Real-time performance is essential for practical deployment of object detection on edge devices, where high processing speed and low latency are paramount. This paper introduces a novel approach aimed at boosting real-time object detection while strictly adhering to computational constraints. A structured state space sequence model, Mamba, is strategically embedded in the early stages of the backbone network to capture long-range dependencies, thereby enhancing the model’s representation capability. Given the limitations of Mamba in directional perception, a lightweight spatial attention mechanism is introduced to integrate global context into each spatial location. Additionally, a computationally efficient module inspired by the Ghost module is developed to reduce resource demands. This dual-strategy approach optimizes both performance and efficiency in real-time object detection. Extensive experiments demonstrate the superiority of this proposed approach; on the Microsoft Common Objects in Context (MS COCO) dataset, it achieves a +1.6 AP (Average Precision) improvement over state-of-the-art methods, reaching 41.1 AP with minimal added model complexity on the nano scale. The effectiveness and efficiency of each component are further substantiated through ablation studies on the Pascal Visual Object Classes (Pascal VOC dataset).
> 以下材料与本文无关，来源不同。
//! Worst-case and average concurrency.

use serde::{Deserialize, Serialize};

use crate::cancel::Checkpoint;
use crate::sweep::{EventSweep, SweepAnalysis};
use tc_common::{Interval, Result};

/// Headline concurrency figures for a dataset.
#[derive(Debug, Clone, Copy, Default, PartialEq, Eq, Serialize, Deserialize)]
pub struct ConcurrencyStats {
    /// Highest simultaneous session count observed.
    pub worst_case: usize,
    /// Mean of the per-step samples, rounded half up.
    pub average_case: usize,
}

/// Samples the running count once per step.
///
/// The average is event-weighted: each timestamp where something started or
/// ended counts once, however long the level then persisted. The histogram
/// is the duration-weighted view of the same data.
#[derive(Debug, Clone, Copy, Default)]
pub struct ConcurrencyStatsAnalysis;

impl SweepAnalysis for ConcurrencyStatsAnalysis {
    type Output = ConcurrencyStats;

    fn analyze(
        &self,
        sweep: &EventSweep<'_>,
        checkpoint: &mut Checkpoint<'_>,
    ) -> Result<ConcurrencyStats> {
        checkpoint.check()?;
        let mut worst = 0usize;
        let mut sum: u128 = 0;
        let mut samples: u128 = 0;

        for step in sweep.steps() {
            checkpoint.tick()?;
            worst = worst.max(step.active);
            sum += step.active as u128;
            samples += 1;
        }

        if samples == 0 {
            return Ok(ConcurrencyStats::default());
        }
        // round(sum / samples), halves rounding up
        let average = (2 * sum + samples) / (2 * samples);
        Ok(ConcurrencyStats {
            worst_case: worst,
            average_case: average as usize,
        })
    }
}

/// Worst and average concurrency over `intervals`. Empty input yields `{0, 0}`.
pub fn compute_concurrency_stats(intervals: &[Interval]) -> ConcurrencyStats {
    let sweep = EventSweep::build(intervals);
    ConcurrencyStatsAnalysis
        .analyze(&sweep, &mut Checkpoint::unbounded())
        .unwrap_or_default()
}

#[cfg(test)]
mod tests {
    use super::*;
    use crate::sweep::test_support::iv;

    #[test]
    fn test_empty_is_zero() {
        assert_eq!(compute_concurrency_stats(&[]), ConcurrencyStats::default());
    }

    #[test]
    fn test_two_overlapping() {
        // samples 1, 2, 1, 0 at t = 0, 5, 10, 15
        let data = vec![iv("a", 0, 10), iv("b", 5, 15)];
        let stats = compute_concurrency_stats(&data);
        assert_eq!(stats.worst_case, 2);
        assert_eq!(stats.average_case, 1);
    }

    #[test]
    fn test_event_weighted_not_time_weighted() {
        // One long session and a burst of three short ones. Time-weighted the
        // mean is close to 1; event-weighted it is pulled up by the burst.
        let data = vec![
            iv("long", 0, 10_000),
            iv("b1", 100, 101),
            iv("b2", 100, 101),
            iv("b3", 100, 101),
        ];
        // steps: t0 -> 1, t100 -> 4, t101 -> 1, t10000 -> 0
        let stats = compute_concurrency_stats(&data);
        assert_eq!(stats.worst_case, 4);
        // round(6 / 4) = round(1.5) = 2
        assert_eq!(stats.average_case, 2);
    }

    #[test]
    fn test_zero_length_does_not_raise_worst_case() {
        let data = vec![iv("a", 0, 10), iv("b", 5, 5)];
        let stats = compute_concurrency_stats(&data);
        assert_eq!(stats.worst_case, 1);
    }

    #[test]
    fn test_back_to_back_sessions_do_not_overlap() {
        let data = vec![iv("a", 0, 10), iv("b", 10, 20)];
        let stats = compute_concurrency_stats(&data);
        assert_eq!(stats.worst_case, 1);
        // samples 1, 1, 0
        assert_eq!(stats.average_case, 1);
    }

    #[test]
    fn test_cancelled_pass_reports_error() {
        use crate::cancel::CancellationToken;
        let data: Vec<_> = (0..50).map(|i| iv("s", i * 10, i * 10 + 5)).collect();
        let sweep = EventSweep::build(&data);
        let token = CancellationToken::new();
        token.cancel();
        let mut cp = Checkpoint::new(&token, 8);
        assert!(ConcurrencyStatsAnalysis.analyze(&sweep, &mut cp).is_err());
    }
}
To verify the universality of the proposed method, this study selects underwater object detection, characterized by an extremely complex background environment, as the other validation scenario. Through the application of this proposed approach to underwater object detection, a state-of-the-art result of 69.5 AP was obtained on the Detecting Underwater Objects (DUO) dataset, exceeding that of You Only Look Once Detector version 11 (YOLO11) by +0.3 AP. Code: https://github.com/chenjie04/Hybrid-YOLO.

求助全文

通过发布文献求助，成功后即可免费获取论文全文。去求助

来源期刊

Engineering Applications of Artificial Intelligence 工程技术-工程：电子与电气

CiteScore

9.60

自引率

10.00%

发文量

505

审稿时长

68 days

期刊介绍： Artificial Intelligence (AI) is pivotal in driving the fourth industrial revolution, witnessing remarkable advancements across various machine learning methodologies. AI techniques have become indispensable tools for practicing engineers, enabling them to tackle previously insurmountable challenges. Engineering Applications of Artificial Intelligence serves as a global platform for the swift dissemination of research elucidating the practical application of AI methods across all engineering disciplines. Submitted papers are expected to present novel aspects of AI utilized in real-world engineering applications, validated using publicly available datasets to ensure the replicability of research outcomes. Join us in exploring the transformative potential of AI in engineering.